Walter Street is perhaps one of the more picturesque streets in DC, where every neighbor says hello. It’s exactly the right kind of environment to launch a grassroots effort to save a little market located at the western end of this street. As you may have read, Mott’s Market closed its doors exactly a month ago, on March 4, after serving continuously as some sort of convenience store for well over 100 years. The Cho family, who was leasing the space and had been in the space since 2010, did not want to continue operating, due largely to COVID. After the store closed, the current owners put the little building up for sale– the beloved corner store in the middle of the street.

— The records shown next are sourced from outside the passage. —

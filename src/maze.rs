//! Bridges a decoded image and the pathfinder.
//!
//! A maze image encodes walls as black and corridors as non-black; the
//! blue channel carries that distinction for every color type.

use crate::png::{Image, PaletteEntry, Pixel};

/// Blue sample of a pixel, resolving palette indices through `palette`.
/// Grayscale pixels use their single sample.
fn blue_sample(pixel: &Pixel, palette: &[PaletteEntry]) -> u16 {
    match pixel {
        Pixel::Truecolor { blue, .. } => *blue,
        Pixel::Grayscale { value } => *value,
        Pixel::Palette { index } => palette
            .get(*index as usize)
            .map_or(0, |entry| entry.blue as u16),
    }
}

/// Project the image onto a boolean grid: a nonzero blue channel marks a
/// passable cell, zero marks a wall.
pub fn passable_grid(image: &Image) -> Vec<Vec<bool>> {
    image
        .pixels
        .iter()
        .map(|row| {
            row.iter()
                .map(|pixel| blue_sample(pixel, &image.palette) > 0)
                .collect()
        })
        .collect()
}

/// Right-shift 16-bit samples down to 8-bit display intensity, in place.
///
/// Images at or below 8 bits are left untouched. Palette pixels carry
/// indices, not samples, and are never rescaled.
pub fn normalize_to_8bit(image: &mut Image) {
    if image.header.bit_depth <= 8 {
        return;
    }
    for row in &mut image.pixels {
        for pixel in row {
            match pixel {
                Pixel::Grayscale { value } => *value >>= 8,
                Pixel::Truecolor {
                    red,
                    green,
                    blue,
                    alpha,
                } => {
                    *red >>= 8;
                    *green >>= 8;
                    *blue >>= 8;
                    *alpha >>= 8;
                }
                Pixel::Palette { .. } => {}
            }
        }
    }
}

While discussing and wondering about the fate that might befall Mott’s –an upscale restaurant or boutique? condos?– Walter Street neighbor Jordan LaCrosse found herself mulling ideas over with her neighbors. What if, they wondered, the neighbors saved Mott’s?
To some, the idea of saving Mott’s may not make much sense: after all, the location is just four blocks away from the Safeway on 14th and D SE, and about five blocks away from Eastern Market (and Yes! and Trader Joe’s). There is an upscale corner store, Wine and Butter, at 11th right off Lincoln Park. Why save Mott’s? For one, it’s always been a grocery store: having a stake in what comes in to replace the store would be preserving an important bit of old Washington. You can read more about Mott’s Market and its place in Washington business history here.

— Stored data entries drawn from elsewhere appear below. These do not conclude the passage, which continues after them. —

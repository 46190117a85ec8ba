//! IHDR parsing and the scanline size arithmetic derived from it.

use crate::bytes::read_u32_be;
use crate::error::{Error, Result};

/// PNG color type values from the specification.
#[derive(Debug, Clone, Copy, PartialEq, Eq)]
pub enum ColorType {
    /// One grayscale sample per pixel.
    Grayscale,
    /// Red, green and blue samples per pixel.
    Truecolor,
    /// One palette index per pixel.
    Palette,
    /// Grayscale plus alpha samples per pixel.
    GrayscaleAlpha,
    /// Red, green, blue and alpha samples per pixel.
    TruecolorAlpha,
}

impl ColorType {
    /// Number of samples per pixel for this color type.
    #[inline]
    pub const fn channels(self) -> usize {
        match self {
            ColorType::Grayscale => 1,
            ColorType::Truecolor => 3,
            ColorType::Palette => 1,
            ColorType::GrayscaleAlpha => 2,
            ColorType::TruecolorAlpha => 4,
        }
    }

    fn from_code(code: u8) -> Result<Self> {
        match code {
            0 => Ok(ColorType::Grayscale),
            2 => Ok(ColorType::Truecolor),
            3 => Ok(ColorType::Palette),
            4 => Ok(ColorType::GrayscaleAlpha),
            6 => Ok(ColorType::TruecolorAlpha),
            other => Err(Error::InvalidColorType(other)),
        }
    }

    const fn allows_bit_depth(self, bit_depth: u8) -> bool {
        match self {
            ColorType::Grayscale => matches!(bit_depth, 1 | 2 | 4 | 8 | 16),
            ColorType::Truecolor => matches!(bit_depth, 8 | 16),
            ColorType::Palette => matches!(bit_depth, 1 | 2 | 4 | 8),
            ColorType::GrayscaleAlpha => matches!(bit_depth, 8 | 16),
            ColorType::TruecolorAlpha => matches!(bit_depth, 8 | 16),
        }
    }
}

/// Interlace layout declared in IHDR.
#[derive(Debug, Clone, Copy, PartialEq, Eq)]
pub enum Interlace {
    /// Scanlines stored top to bottom.
    None,
    /// Adam7 pass layout. Recognized but not decoded.
    Adam7,
}

/// Parsed IHDR fields.
#[derive(Debug, Clone, Copy, PartialEq, Eq)]
pub struct Header {
    /// Image width in pixels, nonzero.
    pub width: u32,
    /// Image height in pixels, nonzero.
    pub height: u32,
    /// Bits per sample, one of 1, 2, 4, 8, 16.
    pub bit_depth: u8,
    /// Color model of the pixel data.
    pub color_type: ColorType,
    /// Interlace layout.
    pub interlace: Interlace,
}

impl Header {
    /// Parse a 13-byte IHDR payload.
    pub fn parse(payload: &[u8]) -> Result<Self> {
        if payload.len() != 13 {
            return Err(Error::InvalidHeaderLength(payload.len()));
        }

        let width = read_u32_be(payload, 0)?;
        let height = read_u32_be(payload, 4)?;
        if width == 0 || height == 0 {
            return Err(Error::InvalidDimensions { width, height });
        }

        let bit_depth = payload[8];
        let color_type = ColorType::from_code(payload[9])?;
        if !color_type.allows_bit_depth(bit_depth) {
            return Err(Error::InvalidBitDepth {
                bit_depth,
                color_type,
            });
        }

        if payload[10] != 0 {
            return Err(Error::UnsupportedMethod {
                field: "compression",
                value: payload[10],
            });
        }
        if payload[11] != 0 {
            return Err(Error::UnsupportedMethod {
                field: "filter",
                value: payload[11],
            });
        }

        let interlace = match payload[12] {
            0 => Interlace::None,
            1 => Interlace::Adam7,
            other => return Err(Error::InvalidInterlace(other)),
        };

        Ok(Header {
            width,
            height,
            bit_depth,
            color_type,
            interlace,
        })
    }

    /// Bits occupied by one pixel.
    #[inline]
    pub(crate) fn pixel_bit_size(&self) -> usize {
        self.color_type.channels() * self.bit_depth as usize
    }

    /// The byte distance between corresponding bytes of horizontally
    /// adjacent pixels, as used by the Sub/Average/Paeth filters. Packed
    /// sub-byte pixels filter at a distance of one byte.
    #[inline]
    pub(crate) fn filter_unit(&self) -> usize {
        (self.pixel_bit_size() / 8).max(1)
    }

    /// Bytes per scanline, excluding the leading filter byte. Rows of
    /// packed pixels round up to a whole byte.
    #[inline]
    pub(crate) fn scanline_byte_size(&self) -> usize {
        (self.width as usize * self.pixel_bit_size()).div_ceil(8)
    }
}

#[cfg(test)]
mod tests {
    use super::*;

    fn payload(
        width: u32,
        height: u32,
        bit_depth: u8,
        color_type: u8,
        compression: u8,
        filter: u8,
        interlace: u8,
    ) -> Vec<u8> {
        let mut out = Vec::with_capacity(13);
        out.extend_from_slice(&width.to_be_bytes());
        out.extend_from_slice(&height.to_be_bytes());
        out.extend_from_slice(&[bit_depth, color_type, compression, filter, interlace]);
        out
    }

    #[test]
    fn test_parse_rgba8() {
        let header = Header::parse(&payload(5, 5, 8, 6, 0, 0, 0)).unwrap();
        assert_eq!(header.width, 5);
        assert_eq!(header.height, 5);
        assert_eq!(header.bit_depth, 8);
        assert_eq!(header.color_type, ColorType::TruecolorAlpha);
        assert_eq!(header.interlace, Interlace::None);
    }

    #[test]
    fn test_parse_is_stable() {
        // Re-parsing the same payload yields identical fields.
        let bytes = payload(640, 480, 16, 2, 0, 0, 0);
        assert_eq!(Header::parse(&bytes).unwrap(), Header::parse(&bytes).unwrap());
    }

    #[test]
    fn test_wrong_payload_length() {
        assert_eq!(
            Header::parse(&[0u8; 12]),
            Err(Error::InvalidHeaderLength(12))
        );
        assert_eq!(
            Header::parse(&[0u8; 14]),
            Err(Error::InvalidHeaderLength(14))
        );
    }

    #[test]
    fn test_zero_dimensions() {
        assert_eq!(
            Header::parse(&payload(0, 7, 8, 0, 0, 0, 0)),
            Err(Error::InvalidDimensions {
                width: 0,
                height: 7
            })
        );
        assert_eq!(
            Header::parse(&payload(7, 0, 8, 0, 0, 0, 0)),
            Err(Error::InvalidDimensions {
                width: 7,
                height: 0
            })
        );
    }

    #[test]
    fn test_color_type_codes() {
        for (code, expected) in [
            (0, ColorType::Grayscale),
            (2, ColorType::Truecolor),
            (3, ColorType::Palette),
            (4, ColorType::GrayscaleAlpha),
            (6, ColorType::TruecolorAlpha),
        ] {
            let header = Header::parse(&payload(1, 1, 8, code, 0, 0, 0)).unwrap();
            assert_eq!(header.color_type, expected);
        }
        for code in [1u8, 5, 7, 255] {
            assert_eq!(
                Header::parse(&payload(1, 1, 8, code, 0, 0, 0)),
                Err(Error::InvalidColorType(code))
            );
        }
    }

    #[test]
    fn test_bit_depth_table() {
        // (color type code, allowed depths)
        let table: [(u8, &[u8]); 5] = [
            (0, &[1, 2, 4, 8, 16]),
            (2, &[8, 16]),
            (3, &[1, 2, 4, 8]),
            (4, &[8, 16]),
            (6, &[8, 16]),
        ];
        for (code, allowed) in table {
            for depth in [1u8, 2, 4, 8, 16, 3, 32] {
                let result = Header::parse(&payload(1, 1, depth, code, 0, 0, 0));
                if allowed.contains(&depth) {
                    assert!(result.is_ok(), "depth {depth} for color {code}");
                } else {
                    assert!(
                        matches!(result, Err(Error::InvalidBitDepth { .. })),
                        "depth {depth} for color {code}"
                    );
                }
            }
        }
    }

    #[test]
    fn test_nonzero_methods() {
        assert_eq!(
            Header::parse(&payload(1, 1, 8, 0, 1, 0, 0)),
            Err(Error::UnsupportedMethod {
                field: "compression",
                value: 1
            })
        );
        assert_eq!(
            Header::parse(&payload(1, 1, 8, 0, 0, 3, 0)),
            Err(Error::UnsupportedMethod {
                field: "filter",
                value: 3
            })
        );
    }

    #[test]
    fn test_interlace_codes() {
        let adam7 = Header::parse(&payload(1, 1, 8, 0, 0, 0, 1)).unwrap();
        assert_eq!(adam7.interlace, Interlace::Adam7);
        assert_eq!(
            Header::parse(&payload(1, 1, 8, 0, 0, 0, 2)),
            Err(Error::InvalidInterlace(2))
        );
    }

    #[test]
    fn test_scanline_byte_size() {
        // 10 pixels at 1 bit -> 2 bytes, packed with 6 pad bits.
        let g1 = Header::parse(&payload(10, 1, 1, 0, 0, 0, 0)).unwrap();
        assert_eq!(g1.scanline_byte_size(), 2);
        assert_eq!(g1.filter_unit(), 1);

        // RGB16: 6 bytes per pixel.
        let rgb16 = Header::parse(&payload(4, 1, 16, 2, 0, 0, 0)).unwrap();
        assert_eq!(rgb16.scanline_byte_size(), 24);
        assert_eq!(rgb16.filter_unit(), 6);

        // RGBA8: 4 bytes per pixel.
        let rgba8 = Header::parse(&payload(5, 5, 8, 6, 0, 0, 0)).unwrap();
        assert_eq!(rgba8.scanline_byte_size(), 20);
        assert_eq!(rgba8.filter_unit(), 4);
    }
}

But most importantly, a corner store is an incredible convenience. Being able to walk just one or two blocks for some emergency toilet paper is the kind of small blessing that living in a city bestows upon you. It’s also a place accessible to everyone: From young kids making their first purchases and learning how to make change, to people with limited mobility, to anyone on a tight budget, a corner store is a help, a friend, and a set of eyes watching out for others. A corner store is a gathering place and a little bit of salvation for when you forgot something. For neighbor Amanda Meyers, “Mott’s was a great resource to our community and was a staple for my husband Aaron and me… Family-run corner stores are a hallmark of DC and Capitol Hill history and a part of our neighborhood culture that we don’t want to lose.”

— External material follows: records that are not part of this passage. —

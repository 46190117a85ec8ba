//! PNG chunk stream parsing.
//!
//! A PNG file is the 8-byte signature followed by a sequence of
//! `length | type | payload | crc` records. The CRC covers the type and
//! payload of each chunk.

use crate::bytes::{crc32_range, read_u32_be, slice_range};
use crate::error::{Error, Result};

/// PNG file signature (magic bytes).
pub const SIGNATURE: [u8; 8] = [0x89, 0x50, 0x4E, 0x47, 0x0D, 0x0A, 0x1A, 0x0A];

/// A single chunk: four-character type tag plus owned payload.
#[derive(Debug, Clone, PartialEq, Eq)]
pub struct Chunk {
    /// Four ASCII bytes naming the chunk type.
    pub kind: [u8; 4],
    /// Chunk payload, CRC already verified.
    pub data: Vec<u8>,
}

/// Validate the signature and split the rest of the buffer into chunks,
/// verifying each chunk's CRC along the way.
pub fn split_chunks(data: &[u8]) -> Result<Vec<Chunk>> {
    if data.len() < SIGNATURE.len() || data[..SIGNATURE.len()] != SIGNATURE {
        return Err(Error::InvalidSignature);
    }

    let mut chunks = Vec::new();
    let mut pos = SIGNATURE.len();
    while pos < data.len() {
        let (chunk, read) = read_chunk(data, pos)?;
        pos += read;
        chunks.push(chunk);
    }
    Ok(chunks)
}

/// Read one chunk record starting at `pos`. Returns the chunk and the
/// number of bytes consumed.
pub(crate) fn read_chunk(data: &[u8], pos: usize) -> Result<(Chunk, usize)> {
    let length = read_u32_be(data, pos)? as usize;
    let kind_bytes = slice_range(data, pos + 4, pos + 8)?;
    let kind = [kind_bytes[0], kind_bytes[1], kind_bytes[2], kind_bytes[3]];

    let payload_end = (pos + 8)
        .checked_add(length)
        .ok_or(Error::InsufficientBytes {
            needed: usize::MAX,
            available: data.len(),
        })?;
    let stored = read_u32_be(data, payload_end)?;

    // CRC covers the type tag and the payload.
    let computed = crc32_range(data, pos + 4, payload_end)?;
    if stored != computed {
        return Err(Error::ChecksumMismatch {
            chunk_type: kind,
            expected: stored,
            actual: computed,
        });
    }

    let chunk = Chunk {
        kind,
        data: data[pos + 8..payload_end].to_vec(),
    };
    Ok((chunk, 12 + length))
}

Back to the story: Nearby neighbors started chatting about their plans up and down the street. As neighbor Scott Davis said, ” If there were no porches on Walter Street, this wouldn’t have happened.” But the more they chatted, the more serious things became: What if the neighbors could pitch in to buy Mott’s and have a say in what they want coming to the space? To this effect, the neighbors have come together and created a movement they call Save Mott’s Market. Jordan tells me she and her fellow organizers have created an LLC so as to be part owners in the property. They are excited to welcome as many neighbors as possible to be involved and be stakeholders, especially as a deadline approaches: The building’s sellers are accepting offers through Friday, April 8, and Save Mott’s Market is hoping to put in a bid. The group will be doing a walk-through of the property this afternoon and are trying to reach as many neighbors as possible so that as many people as wish to do so can own a little piece of Mott’s.
What happens if they are outbid on Friday? Jordan assures me that this would not be the end of Save Mott’s: After all, when a new business comes in, they have to approach the ANC and the neighborhood about any changes or modifications they may want to introduce. SMM is planning on making sure that, should their bid not be accepted, they’ll still be engaged and involved in the future of this little store that has meant so much to so many.